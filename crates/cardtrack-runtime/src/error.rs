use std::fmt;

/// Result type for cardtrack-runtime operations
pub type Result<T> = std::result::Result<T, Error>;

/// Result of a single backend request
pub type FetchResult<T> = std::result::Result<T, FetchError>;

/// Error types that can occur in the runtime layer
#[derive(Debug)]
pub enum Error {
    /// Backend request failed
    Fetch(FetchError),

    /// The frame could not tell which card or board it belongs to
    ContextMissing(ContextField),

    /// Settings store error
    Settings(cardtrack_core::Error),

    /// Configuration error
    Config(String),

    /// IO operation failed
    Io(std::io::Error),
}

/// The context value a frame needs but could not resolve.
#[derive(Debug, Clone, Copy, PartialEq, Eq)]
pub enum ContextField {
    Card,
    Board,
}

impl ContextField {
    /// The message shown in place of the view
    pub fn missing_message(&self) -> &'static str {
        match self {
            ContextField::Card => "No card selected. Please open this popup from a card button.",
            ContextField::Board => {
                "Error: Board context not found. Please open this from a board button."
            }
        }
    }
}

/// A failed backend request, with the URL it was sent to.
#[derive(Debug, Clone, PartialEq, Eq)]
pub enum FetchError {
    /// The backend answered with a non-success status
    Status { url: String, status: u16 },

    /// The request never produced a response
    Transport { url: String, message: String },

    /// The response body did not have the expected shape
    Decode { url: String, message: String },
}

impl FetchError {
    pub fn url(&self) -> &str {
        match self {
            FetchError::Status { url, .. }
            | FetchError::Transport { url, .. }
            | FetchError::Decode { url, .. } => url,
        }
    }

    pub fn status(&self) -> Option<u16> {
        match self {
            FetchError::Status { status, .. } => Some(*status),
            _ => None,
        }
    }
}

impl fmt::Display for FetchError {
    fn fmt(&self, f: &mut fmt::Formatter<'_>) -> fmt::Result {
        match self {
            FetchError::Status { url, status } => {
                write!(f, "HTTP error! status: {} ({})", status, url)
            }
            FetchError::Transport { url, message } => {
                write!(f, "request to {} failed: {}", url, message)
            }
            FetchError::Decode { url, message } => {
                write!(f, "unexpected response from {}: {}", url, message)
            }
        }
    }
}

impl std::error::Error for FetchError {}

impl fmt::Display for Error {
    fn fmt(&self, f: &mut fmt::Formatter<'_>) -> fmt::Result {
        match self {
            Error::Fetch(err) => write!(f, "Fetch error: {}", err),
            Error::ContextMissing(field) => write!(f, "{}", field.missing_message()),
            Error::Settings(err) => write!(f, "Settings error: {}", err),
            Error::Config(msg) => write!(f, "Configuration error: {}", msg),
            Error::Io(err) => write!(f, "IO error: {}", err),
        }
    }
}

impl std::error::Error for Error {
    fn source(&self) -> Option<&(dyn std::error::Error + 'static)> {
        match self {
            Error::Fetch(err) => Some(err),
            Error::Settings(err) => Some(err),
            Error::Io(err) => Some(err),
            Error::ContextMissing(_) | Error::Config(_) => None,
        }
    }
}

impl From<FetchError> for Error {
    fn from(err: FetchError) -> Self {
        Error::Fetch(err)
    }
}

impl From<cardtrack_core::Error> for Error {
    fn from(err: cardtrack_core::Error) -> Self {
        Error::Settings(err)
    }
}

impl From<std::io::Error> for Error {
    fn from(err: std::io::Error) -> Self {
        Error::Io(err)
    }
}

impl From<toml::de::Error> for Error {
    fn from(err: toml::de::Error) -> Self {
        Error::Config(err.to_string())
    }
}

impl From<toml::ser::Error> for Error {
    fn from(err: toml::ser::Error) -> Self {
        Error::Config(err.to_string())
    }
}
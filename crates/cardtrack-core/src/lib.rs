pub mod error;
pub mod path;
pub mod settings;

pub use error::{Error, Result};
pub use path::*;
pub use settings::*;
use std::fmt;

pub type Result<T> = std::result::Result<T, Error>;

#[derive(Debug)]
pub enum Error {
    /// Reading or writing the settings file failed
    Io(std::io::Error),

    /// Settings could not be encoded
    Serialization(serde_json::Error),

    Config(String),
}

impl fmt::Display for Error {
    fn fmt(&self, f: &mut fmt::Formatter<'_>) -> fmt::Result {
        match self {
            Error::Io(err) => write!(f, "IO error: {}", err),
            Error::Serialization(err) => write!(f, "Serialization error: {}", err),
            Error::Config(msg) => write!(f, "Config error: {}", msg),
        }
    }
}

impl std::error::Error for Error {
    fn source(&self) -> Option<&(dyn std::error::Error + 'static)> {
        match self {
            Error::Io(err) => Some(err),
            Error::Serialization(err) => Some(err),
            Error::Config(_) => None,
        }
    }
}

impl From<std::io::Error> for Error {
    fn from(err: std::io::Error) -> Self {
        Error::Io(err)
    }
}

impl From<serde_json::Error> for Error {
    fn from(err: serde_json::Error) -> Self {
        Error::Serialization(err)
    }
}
_ _ _ _ _ _ _
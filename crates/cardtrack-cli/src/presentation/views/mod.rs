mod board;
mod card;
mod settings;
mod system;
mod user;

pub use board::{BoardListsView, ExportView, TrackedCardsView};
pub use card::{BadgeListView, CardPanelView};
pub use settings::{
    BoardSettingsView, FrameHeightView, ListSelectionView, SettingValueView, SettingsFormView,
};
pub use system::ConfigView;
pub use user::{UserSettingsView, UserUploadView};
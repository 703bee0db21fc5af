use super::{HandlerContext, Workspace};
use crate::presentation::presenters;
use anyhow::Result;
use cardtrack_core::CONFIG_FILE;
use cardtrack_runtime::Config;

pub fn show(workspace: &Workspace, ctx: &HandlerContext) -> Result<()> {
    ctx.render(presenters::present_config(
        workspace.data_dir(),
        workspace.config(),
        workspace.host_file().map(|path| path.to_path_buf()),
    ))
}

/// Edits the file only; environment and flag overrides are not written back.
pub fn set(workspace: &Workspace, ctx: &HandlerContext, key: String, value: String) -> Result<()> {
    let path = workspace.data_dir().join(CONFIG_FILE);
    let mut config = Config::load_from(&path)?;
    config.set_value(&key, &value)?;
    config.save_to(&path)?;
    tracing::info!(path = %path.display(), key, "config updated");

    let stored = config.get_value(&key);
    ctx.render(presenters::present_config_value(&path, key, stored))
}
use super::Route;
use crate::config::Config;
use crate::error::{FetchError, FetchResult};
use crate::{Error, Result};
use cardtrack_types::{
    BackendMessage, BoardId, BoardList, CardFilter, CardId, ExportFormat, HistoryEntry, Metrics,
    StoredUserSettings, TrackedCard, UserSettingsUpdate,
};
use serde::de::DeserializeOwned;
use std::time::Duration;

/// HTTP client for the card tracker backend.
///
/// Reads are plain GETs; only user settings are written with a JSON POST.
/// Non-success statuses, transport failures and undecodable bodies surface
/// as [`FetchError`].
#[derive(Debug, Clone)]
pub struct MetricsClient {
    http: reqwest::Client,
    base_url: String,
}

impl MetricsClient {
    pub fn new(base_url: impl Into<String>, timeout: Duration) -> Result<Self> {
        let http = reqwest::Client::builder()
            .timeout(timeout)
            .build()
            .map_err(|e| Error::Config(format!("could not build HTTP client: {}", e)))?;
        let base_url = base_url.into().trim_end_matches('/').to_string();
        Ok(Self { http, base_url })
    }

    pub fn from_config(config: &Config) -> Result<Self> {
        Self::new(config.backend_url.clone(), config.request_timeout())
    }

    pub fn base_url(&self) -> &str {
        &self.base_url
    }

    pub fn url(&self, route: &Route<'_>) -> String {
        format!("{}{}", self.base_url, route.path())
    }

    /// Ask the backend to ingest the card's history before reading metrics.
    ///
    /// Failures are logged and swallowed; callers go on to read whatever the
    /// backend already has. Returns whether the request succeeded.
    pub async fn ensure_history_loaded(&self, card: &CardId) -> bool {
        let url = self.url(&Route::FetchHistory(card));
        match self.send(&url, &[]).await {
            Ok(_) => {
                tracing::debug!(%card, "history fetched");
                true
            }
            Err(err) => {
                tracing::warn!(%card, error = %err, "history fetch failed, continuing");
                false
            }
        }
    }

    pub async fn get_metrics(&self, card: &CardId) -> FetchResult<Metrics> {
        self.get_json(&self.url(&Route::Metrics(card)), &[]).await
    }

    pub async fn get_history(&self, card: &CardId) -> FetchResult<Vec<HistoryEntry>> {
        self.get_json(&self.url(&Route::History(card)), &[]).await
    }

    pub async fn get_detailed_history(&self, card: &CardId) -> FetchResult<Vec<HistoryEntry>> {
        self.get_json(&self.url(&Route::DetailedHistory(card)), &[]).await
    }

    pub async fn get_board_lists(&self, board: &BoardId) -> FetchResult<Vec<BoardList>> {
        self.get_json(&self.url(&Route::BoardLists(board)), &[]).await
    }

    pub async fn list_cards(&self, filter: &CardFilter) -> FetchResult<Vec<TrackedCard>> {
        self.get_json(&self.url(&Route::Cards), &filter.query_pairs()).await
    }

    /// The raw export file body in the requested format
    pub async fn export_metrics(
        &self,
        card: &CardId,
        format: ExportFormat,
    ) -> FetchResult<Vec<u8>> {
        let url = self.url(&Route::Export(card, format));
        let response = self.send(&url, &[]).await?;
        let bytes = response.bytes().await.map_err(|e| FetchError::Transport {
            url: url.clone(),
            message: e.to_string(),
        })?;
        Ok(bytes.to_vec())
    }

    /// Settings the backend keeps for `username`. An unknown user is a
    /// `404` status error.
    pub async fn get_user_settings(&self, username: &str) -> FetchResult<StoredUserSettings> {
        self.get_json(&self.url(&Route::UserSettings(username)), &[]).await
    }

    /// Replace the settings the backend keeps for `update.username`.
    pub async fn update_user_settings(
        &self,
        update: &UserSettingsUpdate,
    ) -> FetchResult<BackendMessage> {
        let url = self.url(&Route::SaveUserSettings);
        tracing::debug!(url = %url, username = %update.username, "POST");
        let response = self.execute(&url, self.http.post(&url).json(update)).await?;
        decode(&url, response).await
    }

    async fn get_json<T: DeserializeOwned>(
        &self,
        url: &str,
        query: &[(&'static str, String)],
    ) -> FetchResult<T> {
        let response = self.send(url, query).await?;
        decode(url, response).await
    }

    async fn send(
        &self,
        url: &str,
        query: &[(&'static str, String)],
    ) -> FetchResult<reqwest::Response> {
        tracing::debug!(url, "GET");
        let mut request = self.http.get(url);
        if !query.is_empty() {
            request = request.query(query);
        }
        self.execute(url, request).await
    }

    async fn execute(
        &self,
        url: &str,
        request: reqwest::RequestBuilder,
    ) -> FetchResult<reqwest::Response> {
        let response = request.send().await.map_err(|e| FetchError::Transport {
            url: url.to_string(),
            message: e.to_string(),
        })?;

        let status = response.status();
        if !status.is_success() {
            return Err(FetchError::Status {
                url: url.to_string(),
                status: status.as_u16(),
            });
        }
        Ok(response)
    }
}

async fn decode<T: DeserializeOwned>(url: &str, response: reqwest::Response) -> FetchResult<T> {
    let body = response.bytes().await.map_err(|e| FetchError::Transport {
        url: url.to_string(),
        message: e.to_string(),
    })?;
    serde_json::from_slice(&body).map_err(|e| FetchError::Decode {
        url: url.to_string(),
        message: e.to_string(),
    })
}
_ _ _ _ _ _ _
*What you need to do*. Please give an exact copy of the entries above, from the line with "filename crates/cardtrack-runtime/src/error.rs" down to the line with "Board context not", inclusive, and nothing else.

*Expected answer*.
filename crates/cardtrack-runtime/src/error.rs
use std::fmt;

/// Result type for cardtrack-runtime operations
pub type Result<T> = std::result::Result<T, Error>;

/// Result of a single backend request
pub type FetchResult<T> = std::result::Result<T, FetchError>;

/// Error types that can occur in the runtime layer
#[derive(Debug)]
pub enum Error {
    /// Backend request failed
    Fetch(FetchError),

    /// The frame could not tell which card or board it belongs to
    ContextMissing(ContextField),

    /// Settings store error
    Settings(cardtrack_core::Error),

    /// Configuration error
    Config(String),

    /// IO operation failed
    Io(std::io::Error),
}

/// The context value a frame needs but could not resolve.
#[derive(Debug, Clone, Copy, PartialEq, Eq)]
pub enum ContextField {
    Card,
    Board,
}

impl ContextField {
    /// The message shown in place of the view
    pub fn missing_message(&self) -> &'static str {
        match self {
            ContextField::Card => "No card selected. Please open this popup from a card button.",
            ContextField::Board => {
                "Error: Board context not found. Please open this from a board button."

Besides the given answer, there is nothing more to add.